BEGIN Available records

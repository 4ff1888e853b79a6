//! Step keywords and the "And" display rule.

use std::fmt;
use std::str::FromStr;

/// Keyword shown to listeners for a step.
///
/// `And` only ever appears as a display keyword: a step whose type repeats
/// the previous step's type is reported as `And`.
#[derive(Debug, Clone, Copy, PartialEq, Eq, Hash)]
pub enum StepKeyword {
    /// Setup preconditions for a scenario.
    Given,
    /// Perform the action under test.
    When,
    /// Assert the expected outcome.
    Then,
    /// Repeats the previous keyword.
    And,
}

impl StepKeyword {
    /// Return the keyword as a string slice.
    ///
    /// # Examples
    ///
    /// ```
    /// use inline_gherkin::StepKeyword;
    ///
    /// assert_eq!(StepKeyword::Then.as_str(), "Then");
    /// ```
    #[must_use]
    pub const fn as_str(&self) -> &'static str {
        match self {
            Self::Given => "Given",
            Self::When => "When",
            Self::Then => "Then",
            Self::And => "And",
        }
    }

    /// Returns `And` when `self` repeats `previous`, otherwise `self`.
    ///
    /// # Examples
    ///
    /// ```
    /// use inline_gherkin::StepKeyword;
    ///
    /// let then = StepKeyword::Then;
    /// assert_eq!(then.display_for(None), StepKeyword::Then);
    /// assert_eq!(then.display_for(Some(StepKeyword::When)), StepKeyword::Then);
    /// assert_eq!(then.display_for(Some(StepKeyword::Then)), StepKeyword::And);
    /// ```
    #[must_use]
    pub fn display_for(self, previous: Option<Self>) -> Self {
        if self != Self::And && previous == Some(self) {
            Self::And
        } else {
            self
        }
    }
}

impl fmt::Display for StepKeyword {
    fn fmt(&self, f: &mut fmt::Formatter<'_>) -> fmt::Result {
        f.write_str(self.as_str())
    }
}

/// Error returned when parsing a keyword fails.
#[derive(Debug, Clone, PartialEq, Eq, thiserror::Error)]
#[error("invalid step keyword: {0}")]
pub struct StepKeywordParseError(pub String);

impl FromStr for StepKeyword {
    type Err = StepKeywordParseError;

    fn from_str(value: &str) -> Result<Self, Self::Err> {
        let trimmed = value.trim();
        [Self::Given, Self::When, Self::Then, Self::And]
            .into_iter()
            .find(|keyword| trimmed.eq_ignore_ascii_case(keyword.as_str()))
            .ok_or_else(|| StepKeywordParseError(trimmed.to_owned()))
    }
}

/// The literal type of an executed step.
///
/// Unlike [`StepKeyword`] it has no `And` variant, so a step can never be
/// executed as a bare conjunction.
#[derive(Debug, Clone, Copy, PartialEq, Eq, Hash)]
pub enum StepType {
    /// A precondition step.
    Given,
    /// An action step.
    When,
    /// An assertion step.
    Then,
}

impl StepType {
    /// Return the type as a string slice.
    #[must_use]
    pub const fn as_str(&self) -> &'static str {
        StepKeyword::from_type(*self).as_str()
    }
}

impl StepKeyword {
    const fn from_type(step_type: StepType) -> Self {
        match step_type {
            StepType::Given => Self::Given,
            StepType::When => Self::When,
            StepType::Then => Self::Then,
        }
    }
}

impl From<StepType> for StepKeyword {
    fn from(step_type: StepType) -> Self {
        Self::from_type(step_type)
    }
}

impl fmt::Display for StepType {
    fn fmt(&self, f: &mut fmt::Formatter<'_>) -> fmt::Result {
        f.write_str(self.as_str())
    }
}

impl FromStr for StepType {
    type Err = StepKeywordParseError;

    fn from_str(value: &str) -> Result<Self, Self::Err> {
        match value.parse::<StepKeyword>()? {
            StepKeyword::Given => Ok(Self::Given),
            StepKeyword::When => Ok(Self::When),
            StepKeyword::Then => Ok(Self::Then),
            StepKeyword::And => Err(StepKeywordParseError(value.trim().to_owned())),
        }
    }
}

END Available records

* **What you are asked to do**
Each of the records is to be repeated word for word.

* **Solution for this problem**
repository 4ff1888e853b79a6
//! Step keywords and the "And" display rule.

use std::fmt;
use std::str::FromStr;

/// Keyword shown to listeners for a step.
///
/// `And` only ever appears as a display keyword: a step whose type repeats
/// the previous step's type is reported as `And`.
#[derive(Debug, Clone, Copy, PartialEq, Eq, Hash)]
pub enum StepKeyword {
    /// Setup preconditions for a scenario.
    Given,
    /// Perform the action under test.
    When,
    /// Assert the expected outcome.
    Then,
    /// Repeats the previous keyword.
    And,
}

impl StepKeyword {
    /// Return the keyword as a string slice.
    ///
    /// # Examples
    ///
    /// ```
    /// use inline_gherkin::StepKeyword;
    ///
    /// assert_eq!(StepKeyword::Then.as_str(), "Then");
    /// ```
    #[must_use]
    pub const fn as_str(&self) -> &'static str {
        match self {
            Self::Given => "Given",
            Self::When => "When",
            Self::Then => "Then",
            Self::And => "And",
        }
    }

    /// Returns `And` when `self` repeats `previous`, otherwise `self`.
    ///
    /// # Examples
    ///
    /// ```
    /// use inline_gherkin::StepKeyword;
    ///
    /// let then = StepKeyword::Then;
    /// assert_eq!(then.display_for(None), StepKeyword::Then);
    /// assert_eq!(then.display_for(Some(StepKeyword::When)), StepKeyword::Then);
    /// assert_eq!(then.display_for(Some(StepKeyword::Then)), StepKeyword::And);
    /// ```
    #[must_use]
    pub fn display_for(self, previous: Option<Self>) -> Self {
        if self != Self::And && previous == Some(self) {
            Self::And
        } else {
            self
        }
    }
}

impl fmt::Display for StepKeyword {
    fn fmt(&self, f: &mut fmt::Formatter<'_>) -> fmt::Result {
        f.write_str(self.as_str())
    }
}

/// Error returned when parsing a keyword fails.
#[derive(Debug, Clone, PartialEq, Eq, thiserror::Error)]
#[error("invalid step keyword: {0}")]
pub struct StepKeywordParseError(pub String);

impl FromStr for StepKeyword {
    type Err = StepKeywordParseError;

    fn from_str(value: &str) -> Result<Self, Self::Err> {
        let trimmed = value.trim();
        [Self::Given, Self::When, Self::Then, Self::And]
            .into_iter()
            .find(|keyword| trimmed.eq_ignore_ascii_case(keyword.as_str()))
            .ok_or_else(|| StepKeywordParseError(trimmed.to_owned()))
    }
}

/// The literal type of an executed step.
///
/// Unlike [`StepKeyword`] it has no `And` variant, so a step can never be
/// executed as a bare conjunction.
#[derive(Debug, Clone, Copy, PartialEq, Eq, Hash)]
pub enum StepType {
    /// A precondition step.
    Given,
    /// An action step.
    When,
    /// An assertion step.
    Then,
}

impl StepType {
    /// Return the type as a string slice.
    #[must_use]
    pub const fn as_str(&self) -> &'static str {
        StepKeyword::from_type(*self).as_str()
    }
}

impl StepKeyword {
    const fn from_type(step_type: StepType) -> Self {
        match step_type {
            StepType::Given => Self::Given,
            StepType::When => Self::When,
            StepType::Then => Self::Then,
        }
    }
}

impl From<StepType> for StepKeyword {
    fn from(step_type: StepType) -> Self {
        Self::from_type(step_type)
    }
}

impl fmt::Display for StepType {
    fn fmt(&self, f: &mut fmt::Formatter<'_>) -> fmt::Result {
        f.write_str(self.as_str())
    }
}

impl FromStr for StepType {
    type Err = StepKeywordParseError;

    fn from_str(value: &str) -> Result<Self, Self::Err> {
        match value.parse::<StepKeyword>()? {
            StepKeyword::Given => Ok(Self::Given),
            StepKeyword::When => Ok(Self::When),
            StepKeyword::Then => Ok(Self::Then),
            StepKeyword::And => Err(StepKeywordParseError(value.trim().to_owned())),
        }
    }
}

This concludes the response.